- Your instructions: The required output is all lines below that contain the word "false".

- Given entries:
################

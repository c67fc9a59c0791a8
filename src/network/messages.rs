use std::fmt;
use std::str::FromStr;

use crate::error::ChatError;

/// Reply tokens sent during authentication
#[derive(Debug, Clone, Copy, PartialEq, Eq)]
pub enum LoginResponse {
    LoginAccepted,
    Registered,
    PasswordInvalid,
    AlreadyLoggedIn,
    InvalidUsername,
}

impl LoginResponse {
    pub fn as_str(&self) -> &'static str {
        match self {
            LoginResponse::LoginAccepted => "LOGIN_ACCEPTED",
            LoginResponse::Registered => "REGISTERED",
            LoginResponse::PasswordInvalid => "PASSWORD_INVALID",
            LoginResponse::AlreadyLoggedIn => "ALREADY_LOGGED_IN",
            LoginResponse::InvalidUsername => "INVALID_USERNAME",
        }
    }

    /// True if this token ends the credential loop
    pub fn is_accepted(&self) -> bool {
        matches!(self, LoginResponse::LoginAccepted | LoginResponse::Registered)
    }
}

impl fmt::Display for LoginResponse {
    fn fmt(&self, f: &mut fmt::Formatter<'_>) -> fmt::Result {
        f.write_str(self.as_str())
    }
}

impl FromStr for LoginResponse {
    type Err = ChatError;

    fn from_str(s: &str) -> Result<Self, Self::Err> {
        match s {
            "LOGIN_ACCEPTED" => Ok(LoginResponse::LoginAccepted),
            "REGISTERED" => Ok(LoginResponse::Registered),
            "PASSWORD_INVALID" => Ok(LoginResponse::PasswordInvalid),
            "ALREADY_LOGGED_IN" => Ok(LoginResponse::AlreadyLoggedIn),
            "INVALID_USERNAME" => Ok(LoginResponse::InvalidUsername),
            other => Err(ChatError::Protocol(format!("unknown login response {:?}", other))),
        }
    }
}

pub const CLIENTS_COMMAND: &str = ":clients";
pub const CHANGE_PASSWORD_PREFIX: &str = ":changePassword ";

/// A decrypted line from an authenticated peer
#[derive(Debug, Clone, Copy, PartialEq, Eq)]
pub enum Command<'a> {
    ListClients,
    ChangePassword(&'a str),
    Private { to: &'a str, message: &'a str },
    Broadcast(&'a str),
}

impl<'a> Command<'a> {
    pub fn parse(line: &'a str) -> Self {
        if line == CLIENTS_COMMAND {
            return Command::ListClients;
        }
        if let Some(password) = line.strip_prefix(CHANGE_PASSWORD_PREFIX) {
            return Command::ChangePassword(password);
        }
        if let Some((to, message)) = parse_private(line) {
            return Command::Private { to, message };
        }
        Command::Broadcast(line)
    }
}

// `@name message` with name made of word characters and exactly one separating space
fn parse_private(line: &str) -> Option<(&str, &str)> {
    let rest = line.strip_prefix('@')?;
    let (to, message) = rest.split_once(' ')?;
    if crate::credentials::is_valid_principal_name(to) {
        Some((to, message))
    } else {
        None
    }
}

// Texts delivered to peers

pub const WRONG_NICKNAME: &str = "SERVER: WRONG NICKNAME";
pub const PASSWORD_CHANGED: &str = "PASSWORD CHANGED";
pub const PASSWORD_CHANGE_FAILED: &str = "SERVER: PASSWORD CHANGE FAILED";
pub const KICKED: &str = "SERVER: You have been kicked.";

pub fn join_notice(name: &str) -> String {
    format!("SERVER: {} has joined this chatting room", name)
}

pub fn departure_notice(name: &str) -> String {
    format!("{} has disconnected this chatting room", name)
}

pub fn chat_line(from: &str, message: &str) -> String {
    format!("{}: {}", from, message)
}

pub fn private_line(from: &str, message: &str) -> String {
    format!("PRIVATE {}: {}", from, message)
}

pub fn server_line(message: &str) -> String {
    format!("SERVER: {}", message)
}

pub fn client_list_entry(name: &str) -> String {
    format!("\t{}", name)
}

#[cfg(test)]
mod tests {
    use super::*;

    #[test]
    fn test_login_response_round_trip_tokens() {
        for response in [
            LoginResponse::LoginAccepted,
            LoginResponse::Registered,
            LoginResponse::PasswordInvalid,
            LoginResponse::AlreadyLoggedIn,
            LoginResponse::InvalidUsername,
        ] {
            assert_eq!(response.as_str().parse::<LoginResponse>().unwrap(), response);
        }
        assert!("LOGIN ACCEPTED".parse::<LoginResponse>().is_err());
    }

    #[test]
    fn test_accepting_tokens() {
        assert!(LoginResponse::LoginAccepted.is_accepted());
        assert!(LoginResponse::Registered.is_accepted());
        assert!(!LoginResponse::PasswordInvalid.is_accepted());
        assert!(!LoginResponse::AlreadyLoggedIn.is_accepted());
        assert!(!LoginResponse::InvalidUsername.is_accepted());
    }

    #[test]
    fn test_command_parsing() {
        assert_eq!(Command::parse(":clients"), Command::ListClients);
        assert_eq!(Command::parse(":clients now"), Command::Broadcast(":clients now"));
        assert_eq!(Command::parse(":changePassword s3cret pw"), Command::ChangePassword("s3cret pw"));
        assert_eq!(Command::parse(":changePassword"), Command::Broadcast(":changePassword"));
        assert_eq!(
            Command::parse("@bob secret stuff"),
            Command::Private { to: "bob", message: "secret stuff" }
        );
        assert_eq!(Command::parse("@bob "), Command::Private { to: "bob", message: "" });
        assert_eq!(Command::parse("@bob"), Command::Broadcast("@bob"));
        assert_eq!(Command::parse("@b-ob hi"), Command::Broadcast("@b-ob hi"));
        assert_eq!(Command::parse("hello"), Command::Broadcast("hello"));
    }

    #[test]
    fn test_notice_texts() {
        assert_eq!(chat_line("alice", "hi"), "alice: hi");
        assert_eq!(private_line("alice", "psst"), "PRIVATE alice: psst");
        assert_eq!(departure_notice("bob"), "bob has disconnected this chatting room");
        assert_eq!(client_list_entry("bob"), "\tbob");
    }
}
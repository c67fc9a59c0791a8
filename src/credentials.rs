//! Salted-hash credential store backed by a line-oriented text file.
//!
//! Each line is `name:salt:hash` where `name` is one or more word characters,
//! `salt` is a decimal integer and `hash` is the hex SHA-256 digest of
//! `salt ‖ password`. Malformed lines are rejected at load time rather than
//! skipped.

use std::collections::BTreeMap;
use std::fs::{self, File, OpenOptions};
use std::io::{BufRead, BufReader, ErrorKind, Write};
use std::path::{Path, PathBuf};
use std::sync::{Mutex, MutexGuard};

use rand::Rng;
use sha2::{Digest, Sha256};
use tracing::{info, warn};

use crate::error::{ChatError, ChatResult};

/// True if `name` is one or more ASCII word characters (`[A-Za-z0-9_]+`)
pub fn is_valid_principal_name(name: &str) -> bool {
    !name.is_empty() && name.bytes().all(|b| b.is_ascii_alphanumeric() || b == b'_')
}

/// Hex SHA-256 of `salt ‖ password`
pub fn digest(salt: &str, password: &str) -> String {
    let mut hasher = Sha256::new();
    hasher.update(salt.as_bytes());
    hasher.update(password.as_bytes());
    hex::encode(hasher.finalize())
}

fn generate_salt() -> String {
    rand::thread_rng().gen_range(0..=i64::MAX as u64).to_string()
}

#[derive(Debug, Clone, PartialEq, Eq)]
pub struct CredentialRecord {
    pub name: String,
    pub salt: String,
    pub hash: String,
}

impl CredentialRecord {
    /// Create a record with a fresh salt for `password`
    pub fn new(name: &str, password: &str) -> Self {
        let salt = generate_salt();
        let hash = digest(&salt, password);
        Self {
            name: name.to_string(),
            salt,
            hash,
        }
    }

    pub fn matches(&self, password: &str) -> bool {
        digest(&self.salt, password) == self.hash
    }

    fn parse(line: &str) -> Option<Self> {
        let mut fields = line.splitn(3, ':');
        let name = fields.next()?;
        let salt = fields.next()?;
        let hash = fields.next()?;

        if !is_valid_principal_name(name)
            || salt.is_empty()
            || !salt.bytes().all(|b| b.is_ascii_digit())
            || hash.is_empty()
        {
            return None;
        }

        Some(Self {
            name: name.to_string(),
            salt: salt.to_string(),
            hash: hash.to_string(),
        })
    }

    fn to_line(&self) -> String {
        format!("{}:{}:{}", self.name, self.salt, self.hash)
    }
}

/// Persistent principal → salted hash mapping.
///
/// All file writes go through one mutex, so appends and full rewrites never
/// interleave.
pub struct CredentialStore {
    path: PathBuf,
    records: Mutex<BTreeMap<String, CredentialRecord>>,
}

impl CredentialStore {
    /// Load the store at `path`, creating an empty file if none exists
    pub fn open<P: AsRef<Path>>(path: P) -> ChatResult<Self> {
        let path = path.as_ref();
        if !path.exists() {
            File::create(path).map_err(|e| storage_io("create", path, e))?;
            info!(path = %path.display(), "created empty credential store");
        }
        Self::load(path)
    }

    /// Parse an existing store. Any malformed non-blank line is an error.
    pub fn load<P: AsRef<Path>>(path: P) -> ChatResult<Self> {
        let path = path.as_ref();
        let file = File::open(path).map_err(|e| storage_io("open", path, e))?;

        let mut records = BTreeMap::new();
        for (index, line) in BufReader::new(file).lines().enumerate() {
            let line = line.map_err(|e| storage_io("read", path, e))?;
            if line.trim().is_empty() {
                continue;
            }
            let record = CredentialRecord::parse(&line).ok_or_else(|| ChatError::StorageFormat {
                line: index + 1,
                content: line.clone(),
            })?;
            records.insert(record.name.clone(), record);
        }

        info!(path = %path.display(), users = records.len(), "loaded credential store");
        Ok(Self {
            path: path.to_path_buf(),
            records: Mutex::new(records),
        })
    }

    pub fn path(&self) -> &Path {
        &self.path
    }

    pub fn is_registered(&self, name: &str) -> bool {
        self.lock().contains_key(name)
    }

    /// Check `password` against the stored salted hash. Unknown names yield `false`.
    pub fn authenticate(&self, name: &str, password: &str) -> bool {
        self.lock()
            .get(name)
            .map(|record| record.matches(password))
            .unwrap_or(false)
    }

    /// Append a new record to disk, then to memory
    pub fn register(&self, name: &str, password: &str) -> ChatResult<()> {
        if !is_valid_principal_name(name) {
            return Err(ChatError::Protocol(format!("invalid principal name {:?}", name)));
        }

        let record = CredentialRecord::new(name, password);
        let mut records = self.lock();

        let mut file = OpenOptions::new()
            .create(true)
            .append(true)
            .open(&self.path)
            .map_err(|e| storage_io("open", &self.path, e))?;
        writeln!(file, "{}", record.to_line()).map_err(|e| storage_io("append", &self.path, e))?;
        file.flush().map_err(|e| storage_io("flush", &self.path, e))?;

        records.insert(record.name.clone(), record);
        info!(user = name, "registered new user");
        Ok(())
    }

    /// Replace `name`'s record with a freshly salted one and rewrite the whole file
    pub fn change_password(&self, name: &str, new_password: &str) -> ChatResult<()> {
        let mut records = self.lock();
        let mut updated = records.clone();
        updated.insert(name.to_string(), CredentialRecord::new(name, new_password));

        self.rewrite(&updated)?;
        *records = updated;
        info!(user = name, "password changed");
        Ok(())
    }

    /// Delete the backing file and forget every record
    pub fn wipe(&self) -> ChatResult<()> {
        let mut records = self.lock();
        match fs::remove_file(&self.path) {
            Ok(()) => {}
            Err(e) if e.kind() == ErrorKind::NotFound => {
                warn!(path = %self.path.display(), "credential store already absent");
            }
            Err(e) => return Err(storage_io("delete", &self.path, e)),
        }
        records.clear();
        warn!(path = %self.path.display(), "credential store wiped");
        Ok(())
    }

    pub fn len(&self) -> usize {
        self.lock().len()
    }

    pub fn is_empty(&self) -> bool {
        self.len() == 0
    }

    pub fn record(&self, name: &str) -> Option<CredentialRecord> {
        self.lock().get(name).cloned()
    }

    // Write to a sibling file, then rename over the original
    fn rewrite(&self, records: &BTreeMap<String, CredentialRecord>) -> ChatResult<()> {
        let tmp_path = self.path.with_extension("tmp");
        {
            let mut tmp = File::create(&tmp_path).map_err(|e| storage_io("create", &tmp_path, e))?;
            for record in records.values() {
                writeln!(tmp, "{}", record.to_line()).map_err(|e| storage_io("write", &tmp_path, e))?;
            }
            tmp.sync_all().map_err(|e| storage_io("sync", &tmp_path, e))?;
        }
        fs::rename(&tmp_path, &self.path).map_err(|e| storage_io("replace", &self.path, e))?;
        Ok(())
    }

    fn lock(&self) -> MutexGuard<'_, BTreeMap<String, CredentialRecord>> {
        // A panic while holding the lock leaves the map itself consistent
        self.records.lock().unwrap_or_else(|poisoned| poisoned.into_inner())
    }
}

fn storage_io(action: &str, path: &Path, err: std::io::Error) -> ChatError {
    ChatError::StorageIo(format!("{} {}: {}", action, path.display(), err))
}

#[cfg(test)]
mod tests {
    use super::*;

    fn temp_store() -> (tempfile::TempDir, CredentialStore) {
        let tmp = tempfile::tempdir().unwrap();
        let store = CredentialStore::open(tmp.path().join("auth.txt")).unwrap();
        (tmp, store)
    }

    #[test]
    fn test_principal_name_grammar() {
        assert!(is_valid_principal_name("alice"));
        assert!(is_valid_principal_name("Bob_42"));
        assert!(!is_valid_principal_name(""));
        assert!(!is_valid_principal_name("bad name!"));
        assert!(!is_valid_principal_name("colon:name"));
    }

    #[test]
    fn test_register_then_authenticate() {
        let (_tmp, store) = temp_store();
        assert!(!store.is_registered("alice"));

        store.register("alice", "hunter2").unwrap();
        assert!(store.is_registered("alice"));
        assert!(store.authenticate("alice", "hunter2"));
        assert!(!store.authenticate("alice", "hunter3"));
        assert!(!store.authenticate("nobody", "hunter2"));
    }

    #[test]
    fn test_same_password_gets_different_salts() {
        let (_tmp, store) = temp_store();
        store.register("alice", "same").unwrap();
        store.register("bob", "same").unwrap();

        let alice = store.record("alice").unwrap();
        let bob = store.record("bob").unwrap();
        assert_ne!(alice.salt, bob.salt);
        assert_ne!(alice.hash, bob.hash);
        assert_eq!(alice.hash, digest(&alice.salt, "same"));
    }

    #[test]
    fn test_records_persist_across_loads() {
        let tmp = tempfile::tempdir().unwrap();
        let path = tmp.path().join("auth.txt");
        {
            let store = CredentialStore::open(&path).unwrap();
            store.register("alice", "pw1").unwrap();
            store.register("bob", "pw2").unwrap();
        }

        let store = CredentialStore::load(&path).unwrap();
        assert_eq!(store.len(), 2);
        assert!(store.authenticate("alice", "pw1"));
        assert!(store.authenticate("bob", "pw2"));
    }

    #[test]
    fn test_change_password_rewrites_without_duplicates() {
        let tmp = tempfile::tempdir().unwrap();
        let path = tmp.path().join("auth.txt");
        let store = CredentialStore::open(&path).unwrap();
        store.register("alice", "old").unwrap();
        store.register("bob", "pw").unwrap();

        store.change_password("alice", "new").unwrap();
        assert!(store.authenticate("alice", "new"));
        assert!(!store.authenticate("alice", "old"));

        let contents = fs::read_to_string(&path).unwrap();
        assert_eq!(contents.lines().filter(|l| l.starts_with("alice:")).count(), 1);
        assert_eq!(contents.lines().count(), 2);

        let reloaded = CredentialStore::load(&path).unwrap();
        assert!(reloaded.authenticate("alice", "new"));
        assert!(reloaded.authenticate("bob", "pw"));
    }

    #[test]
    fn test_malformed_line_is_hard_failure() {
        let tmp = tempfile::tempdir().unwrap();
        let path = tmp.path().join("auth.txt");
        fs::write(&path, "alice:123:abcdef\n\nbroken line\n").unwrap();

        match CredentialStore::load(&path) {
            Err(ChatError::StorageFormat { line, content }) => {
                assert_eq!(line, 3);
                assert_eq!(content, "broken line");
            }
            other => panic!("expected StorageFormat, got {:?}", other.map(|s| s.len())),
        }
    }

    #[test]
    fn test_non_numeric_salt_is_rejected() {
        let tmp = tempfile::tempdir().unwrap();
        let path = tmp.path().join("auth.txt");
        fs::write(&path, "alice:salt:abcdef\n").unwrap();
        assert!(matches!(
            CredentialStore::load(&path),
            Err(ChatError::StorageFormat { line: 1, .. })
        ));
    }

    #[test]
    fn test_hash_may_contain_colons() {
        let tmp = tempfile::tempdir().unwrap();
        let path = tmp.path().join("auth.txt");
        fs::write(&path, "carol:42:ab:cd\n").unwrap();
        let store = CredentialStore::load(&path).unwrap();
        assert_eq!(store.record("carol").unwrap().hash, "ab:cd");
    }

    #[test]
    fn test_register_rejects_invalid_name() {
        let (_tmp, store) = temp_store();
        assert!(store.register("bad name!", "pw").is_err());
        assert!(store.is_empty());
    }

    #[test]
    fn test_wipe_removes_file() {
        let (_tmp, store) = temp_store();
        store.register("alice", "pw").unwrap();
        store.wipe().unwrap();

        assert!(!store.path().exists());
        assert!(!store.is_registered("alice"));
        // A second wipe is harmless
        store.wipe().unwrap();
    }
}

################

- Answer to the exercise:
    /// Check `password` against the stored salted hash. Unknown names yield `false`.
            .unwrap_or(false)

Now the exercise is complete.